### YOUR GOAL
Write out again, exactly, the lines below starting at the one with "let lowered = text.to_lowercase();" and ending at the one with "let once = normalize(input);".

[Stored data]
******

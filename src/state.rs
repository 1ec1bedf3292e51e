//! # Application State
//!
//! Shared by every request handler through `web::Data<AppState>`. Cloning is
//! cheap: all fields are reference-counted.
//!
//! - `config` can be replaced at runtime, so it sits behind an `RwLock` and
//!   handlers take a snapshot with [`AppState::get_config`]
//! - `metrics` is written by the metrics middleware on every request
//! - `provider` is `None` when no API key was configured at startup
//! - `store` backs the keyword and keyterm lists

use crate::config::AppConfig;
use crate::provider::TranscriptionProvider;
use crate::store::{KeyValueStore, KeytermManager, KeywordManager};
use std::collections::HashMap;
use std::sync::{Arc, RwLock};
use std::time::Instant;

#[derive(Clone)]
pub struct AppState {
    pub config: Arc<RwLock<AppConfig>>,
    pub metrics: Arc<RwLock<AppMetrics>>,
    pub provider: Option<Arc<dyn TranscriptionProvider>>,
    pub store: Arc<dyn KeyValueStore>,
    pub start_time: Instant,
}

#[derive(Debug, Default, Clone)]
pub struct AppMetrics {
    pub request_count: u64,
    pub error_count: u64,
    /// Audits that produced a score
    pub audits_scored: u64,
    /// Audits rejected or failed before a score was produced
    pub audits_failed: u64,
    /// Key: "METHOD /path"
    pub endpoint_metrics: HashMap<String, EndpointMetric>,
}

#[derive(Debug, Default, Clone)]
pub struct EndpointMetric {
    pub request_count: u64,
    pub total_duration_ms: u64,
    pub error_count: u64,
}

impl AppState {
    pub fn new(
        config: AppConfig,
        provider: Option<Arc<dyn TranscriptionProvider>>,
        store: Arc<dyn KeyValueStore>,
    ) -> Self {
        Self {
            config: Arc::new(RwLock::new(config)),
            metrics: Arc::new(RwLock::new(AppMetrics::default())),
            provider,
            store,
            start_time: Instant::now(),
        }
    }

    /// Snapshot of the current configuration. The lock is released on return.
    pub fn get_config(&self) -> AppConfig {
        self.config.read().unwrap().clone()
    }

    /// Replace the configuration if the new one validates.
    pub fn update_config(&self, new_config: AppConfig) -> Result<(), String> {
        match new_config.validate() {
            Ok(_) => {
                *self.config.write().unwrap() = new_config;
                Ok(())
            }
            Err(e) => Err(e.to_string()),
        }
    }

    pub fn keywords(&self) -> KeywordManager {
        KeywordManager::new(self.store.clone())
    }

    pub fn keyterms(&self) -> KeytermManager {
        KeytermManager::new(self.store.clone())
    }

    pub fn increment_request_count(&self) {
        let mut metrics = self.metrics.write().unwrap();
        metrics.request_count += 1;
    }

    pub fn increment_error_count(&self) {
        let mut metrics = self.metrics.write().unwrap();
        metrics.error_count += 1;
    }

    /// Count the outcome of one audit request.
    pub fn record_audit(&self, scored: bool) {
        let mut metrics = self.metrics.write().unwrap();
        if scored {
            metrics.audits_scored += 1;
        } else {
            metrics.audits_failed += 1;
        }
    }

    pub fn record_endpoint_request(&self, endpoint: &str, duration_ms: u64, is_error: bool) {
        let mut metrics = self.metrics.write().unwrap();

        let endpoint_metric = metrics.endpoint_metrics.entry(endpoint.to_string()).or_default();
        endpoint_metric.request_count += 1;
        endpoint_metric.total_duration_ms += duration_ms;

        if is_error {
            endpoint_metric.error_count += 1;
        }
    }

    /// Copy of the metrics, so serialization doesn't hold the lock.
    pub fn get_metrics_snapshot(&self) -> AppMetrics {
        self.metrics.read().unwrap().clone()
    }

    pub fn get_uptime_seconds(&self) -> u64 {
        self.start_time.elapsed().as_secs()
    }
}

impl EndpointMetric {
    pub fn average_duration_ms(&self) -> f64 {
        if self.request_count > 0 {
            self.total_duration_ms as f64 / self.request_count as f64
        } else {
            0.0
        }
    }

    /// Fraction of requests that failed, 0.0 to 1.0.
    pub fn error_rate(&self) -> f64 {
        if self.request_count > 0 {
            self.error_count as f64 / self.request_count as f64
        } else {
            0.0
        }
    }
}

#[cfg(test)]
mod tests {
    use super::*;
    use crate::store::InMemoryStore;

    fn state() -> AppState {
        AppState::new(AppConfig::default(), None, Arc::new(InMemoryStore::new()))
    }

    #[test]
    fn test_endpoint_metrics_accumulate() {
        let state = state();
        state.record_endpoint_request("POST /api/v1/audit/text", 10, false);
        state.record_endpoint_request("POST /api/v1/audit/text", 30, true);

        let snapshot = state.get_metrics_snapshot();
        let metric = &snapshot.endpoint_metrics["POST /api/v1/audit/text"];
        assert_eq!(metric.request_count, 2);
        assert_eq!(metric.average_duration_ms(), 20.0);
        assert_eq!(metric.error_rate(), 0.5);
    }

    #[test]
    fn test_record_audit_outcomes() {
        let state = state();
        state.record_audit(true);
        state.record_audit(true);
        state.record_audit(false);

        let snapshot = state.get_metrics_snapshot();
        assert_eq!(snapshot.audits_scored, 2);
        assert_eq!(snapshot.audits_failed, 1);
    }

    #[test]
    fn test_update_config_rejects_invalid() {
        let state = state();
        let mut config = state.get_config();
        config.audit.max_words = 0;
        assert!(state.update_config(config).is_err());
        assert_eq!(state.get_config().audit.max_words, 20_000);
    }

    #[test]
    fn test_empty_endpoint_metric() {
        let metric = EndpointMetric::default();
        assert_eq!(metric.average_duration_ms(), 0.0);
        assert_eq!(metric.error_rate(), 0.0);
    }
}
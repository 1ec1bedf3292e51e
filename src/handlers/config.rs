use crate::{config::AppConfig, error::AppError, state::AppState};
use actix_web::{web, HttpResponse};
use serde_json::{json, Value};

/// Public view of the configuration. The provider key is reduced to a flag.
fn config_view(config: &AppConfig) -> Value {
    json!({
        "server": {
            "host": config.server.host,
            "port": config.server.port
        },
        "provider": {
            "configured": config.provider_configured(),
            "base_url": config.provider.base_url,
            "model": config.provider.model,
            "language": config.provider.language,
            "timeout_secs": config.provider.timeout_secs
        },
        "audit": {
            "max_words": config.audit.max_words,
            "max_alignment_cells": config.audit.max_alignment_cells
        }
    })
}

pub async fn get_config(state: web::Data<AppState>) -> Result<HttpResponse, AppError> {
    let config = state.get_config();

    Ok(HttpResponse::Ok().json(json!({
        "timestamp": chrono::Utc::now().to_rfc3339(),
        "config": config_view(&config)
    })))
}

pub async fn update_config(
    state: web::Data<AppState>,
    body: web::Json<Value>,
) -> Result<HttpResponse, AppError> {
    let json_str = serde_json::to_string(&body.into_inner())?;

    let mut current_config = state.get_config();
    current_config
        .update_from_json(&json_str)
        .map_err(|e| AppError::ValidationError(e.to_string()))?;

    state
        .update_config(current_config.clone())
        .map_err(AppError::ValidationError)?;

    tracing::info!(
        max_words = current_config.audit.max_words,
        model = %current_config.provider.model,
        language = %current_config.provider.language,
        "Configuration updated"
    );

    Ok(HttpResponse::Ok().json(json!({
        "status": "success",
        "message": "Configuration updated successfully",
        "timestamp": chrono::Utc::now().to_rfc3339(),
        "updated_config": config_view(&current_config)
    })))
}

#[cfg(test)]
mod tests {
    use crate::config::AppConfig;
    use crate::handlers::configure_routes;
    use crate::state::AppState;
    use crate::store::InMemoryStore;
    use actix_web::http::StatusCode;
    use actix_web::{test, web, App};
    use serde_json::{json, Value};
    use std::sync::Arc;

    #[actix_web::test]
    async fn test_get_config_redacts_api_key() {
        let mut config = AppConfig::default();
        config.provider.api_key = Some("secret-key".to_string());
        let state = AppState::new(config, None, Arc::new(InMemoryStore::new()));
        let app = test::init_service(App::new().app_data(web::Data::new(state)).configure(configure_routes)).await;

        let req = test::TestRequest::get().uri("/api/v1/config").to_request();
        let resp = test::call_service(&app, req).await;
        let bytes = test::read_body(resp).await;
        let text = String::from_utf8(bytes.to_vec()).unwrap();

        assert!(!text.contains("secret-key"));
        let body: Value = serde_json::from_str(&text).unwrap();
        assert_eq!(body["config"]["provider"]["configured"], true);
    }

    #[actix_web::test]
    async fn test_update_config() {
        let state = AppState::new(AppConfig::default(), None, Arc::new(InMemoryStore::new()));
        let app = test::init_service(
            App::new()
                .app_data(web::Data::new(state.clone()))
                .configure(configure_routes),
        )
        .await;

        let req = test::TestRequest::put()
            .uri("/api/v1/config")
            .set_json(json!({"audit": {"max_words": 100}}))
            .to_request();
        assert_eq!(test::call_service(&app, req).await.status(), StatusCode::OK);
        assert_eq!(state.get_config().audit.max_words, 100);

        let req = test::TestRequest::put()
            .uri("/api/v1/config")
            .set_json(json!({"audit": {"max_words": 0}}))
            .to_request();
        assert_eq!(test::call_service(&app, req).await.status(), StatusCode::BAD_REQUEST);
        assert_eq!(state.get_config().audit.max_words, 100);
    }
}
//! # Text Normalization
//!
//! Turns a free-form transcript into the word tokens the aligner compares.
//! The steps run in a fixed order; reordering them changes the output for
//! inputs where punctuation sits between whitespace runs.

use regex::Regex;
use std::fmt;
use std::sync::OnceLock;

fn multiple_spaces() -> &'static Regex {
    static RE: OnceLock<Regex> = OnceLock::new();
    RE.get_or_init(|| Regex::new(r"\s\s+").expect("static whitespace pattern"))
}

fn punctuation() -> &'static Regex {
    static RE: OnceLock<Regex> = OnceLock::new();
    RE.get_or_init(|| Regex::new(r"\p{P}").expect("static punctuation pattern"))
}

/// Ordered word tokens produced by [`normalize`].
///
/// Tokens are lower-case, contain no punctuation and are never empty.
#[derive(Debug, Clone, PartialEq, Eq, Default)]
pub struct NormalizedText {
    words: Vec<String>,
}

impl NormalizedText {
    pub fn words(&self) -> &[String] {
        &self.words
    }

    pub fn len(&self) -> usize {
        self.words.len()
    }

    pub fn is_empty(&self) -> bool {
        self.words.is_empty()
    }
}

impl fmt::Display for NormalizedText {
    fn fmt(&self, f: &mut fmt::Formatter<'_>) -> fmt::Result {
        f.write_str(&self.words.join(" "))
    }
}

/// Normalize `text` into word tokens.
///
/// ## Pipeline:
/// 1. Lower-case the whole string
/// 2. Drop the string entirely if it is only whitespace
/// 3. Collapse whitespace runs into a single space
/// 4. Strip leading/trailing whitespace
/// 5. Delete punctuation (Unicode category `P`), so `don't` becomes `dont`
/// 6. Split on whitespace, skipping empty tokens
pub fn normalize(text: &str) -> NormalizedText {
    let lowered = text.to_lowercase();

    let non_empty = if lowered.trim().is_empty() { "" } else { lowered.as_str() };

    let collapsed = multiple_spaces().replace_all(non_empty, " ");
    let stripped = collapsed.trim();
    let without_punctuation = punctuation().replace_all(stripped, "");

    let words = without_punctuation
        .split_whitespace()
        .filter(|word| !word.is_empty())
        .map(str::to_string)
        .collect();

    NormalizedText { words }
}

/// Word count used for display: a plain whitespace split of the raw input.
///
/// This deliberately differs from the normalized token count that feeds the
/// WER denominator; a token made only of punctuation counts here but not there.
pub fn raw_word_count(text: &str) -> usize {
    text.split_whitespace().count()
}

#[cfg(test)]
mod tests {
    use super::*;

    fn words(text: &str) -> Vec<String> {
        normalize(text).words().to_vec()
    }

    #[test]
    fn test_lowercases_and_strips_punctuation() {
        assert_eq!(words("The cat, sat."), vec!["the", "cat", "sat"]);
        assert_eq!(words("Don't STOP!"), vec!["dont", "stop"]);
    }

    #[test]
    fn test_collapses_whitespace() {
        assert_eq!(words("  hello \t\n  world  "), vec!["hello", "world"]);
    }

    #[test]
    fn test_punctuation_between_spaces_leaves_no_empty_token() {
        assert_eq!(words("hello - world"), vec!["hello", "world"]);
        assert_eq!(words("wait ... what"), vec!["wait", "what"]);
    }

    #[test]
    fn test_unicode_punctuation_removed() {
        assert_eq!(words("«Bonjour» ¿qué? “quoted”"), vec!["bonjour", "qué", "quoted"]);
    }

    #[test]
    fn test_symbols_are_not_punctuation() {
        assert_eq!(words("1 + 1 = 2"), vec!["1", "+", "1", "=", "2"]);
    }

    #[test]
    fn test_whitespace_and_punctuation_only_inputs_are_empty() {
        assert!(normalize("   ").is_empty());
        assert!(normalize("?! ... ,").is_empty());
    }

    #[test]
    fn test_normalization_is_idempotent() {
        let inputs = [
            "The cat sat on the mat",
            "  Hello,   WORLD!! it's   me ",
            "«Bonjour» ¿qué?",
            "a - b -- c",
        ];
        for input in inputs {
            let once = normalize(input);
            let twice = normalize(&once.to_string());
            assert_eq!(once, twice, "input: {:?}", input);
        }
    }

    #[test]
    fn test_raw_word_count_ignores_normalization() {
        assert_eq!(raw_word_count("hello , world"), 3);
        assert_eq!(normalize("hello , world").len(), 2);
        assert_eq!(raw_word_count("   "), 0);
    }
}
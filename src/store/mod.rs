//! # Key-Value Store
//!
//! Global keyword and keyterm lists live behind [`KeyValueStore`], a minimal
//! string-keyed interface. The store is responsible for its own locking;
//! callers share it through an `Arc` and never coordinate among themselves.

pub mod keywords;
pub mod memory;

pub use keywords::{KeytermManager, KeywordManager};
pub use memory::InMemoryStore;

use anyhow::Result;
use async_trait::async_trait;

#[async_trait]
pub trait KeyValueStore: Send + Sync {
    async fn set(&self, key: &str, value: &str) -> Result<()>;

    async fn get(&self, key: &str) -> Result<Option<String>>;

    /// Returns whether a value was removed.
    async fn delete(&self, key: &str) -> Result<bool>;

    /// All keys starting with `prefix`, in ascending order.
    async fn keys_with_prefix(&self, prefix: &str) -> Result<Vec<String>>;

    /// Number of stored entries across all prefixes.
    async fn entry_count(&self) -> Result<usize>;
}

******

### ANSWER TO THIS TASK
    let lowered = text.to_lowercase();

    let non_empty = if lowered.trim().is_empty() { "" } else { lowered.as_str() };

    let collapsed = multiple_spaces().replace_all(non_empty, " ");
    let stripped = collapsed.trim();
    let without_punctuation = punctuation().replace_all(stripped, "");

    let words = without_punctuation
        .split_whitespace()
        .filter(|word| !word.is_empty())
        .map(str::to_string)
        .collect();

    NormalizedText { words }
}

/// Word count used for display: a plain whitespace split of the raw input.
///
/// This deliberately differs from the normalized token count that feeds the
/// WER denominator; a token made only of punctuation counts here but not there.
pub fn raw_word_count(text: &str) -> usize {
    text.split_whitespace().count()
}

#[cfg(test)]
mod tests {
    use super::*;

    fn words(text: &str) -> Vec<String> {
        normalize(text).words().to_vec()
    }

    #[test]
    fn test_lowercases_and_strips_punctuation() {
        assert_eq!(words("The cat, sat."), vec!["the", "cat", "sat"]);
        assert_eq!(words("Don't STOP!"), vec!["dont", "stop"]);
    }

    #[test]
    fn test_collapses_whitespace() {
        assert_eq!(words("  hello \t\n  world  "), vec!["hello", "world"]);
    }

    #[test]
    fn test_punctuation_between_spaces_leaves_no_empty_token() {
        assert_eq!(words("hello - world"), vec!["hello", "world"]);
        assert_eq!(words("wait ... what"), vec!["wait", "what"]);
    }

    #[test]
    fn test_unicode_punctuation_removed() {
        assert_eq!(words("«Bonjour» ¿qué? “quoted”"), vec!["bonjour", "qué", "quoted"]);
    }

    #[test]
    fn test_symbols_are_not_punctuation() {
        assert_eq!(words("1 + 1 = 2"), vec!["1", "+", "1", "=", "2"]);
    }

    #[test]
    fn test_whitespace_and_punctuation_only_inputs_are_empty() {
        assert!(normalize("   ").is_empty());
        assert!(normalize("?! ... ,").is_empty());
    }

    #[test]
    fn test_normalization_is_idempotent() {
        let inputs = [
            "The cat sat on the mat",
            "  Hello,   WORLD!! it's   me ",
            "«Bonjour» ¿qué?",
            "a - b -- c",
        ];
        for input in inputs {
            let once = normalize(input);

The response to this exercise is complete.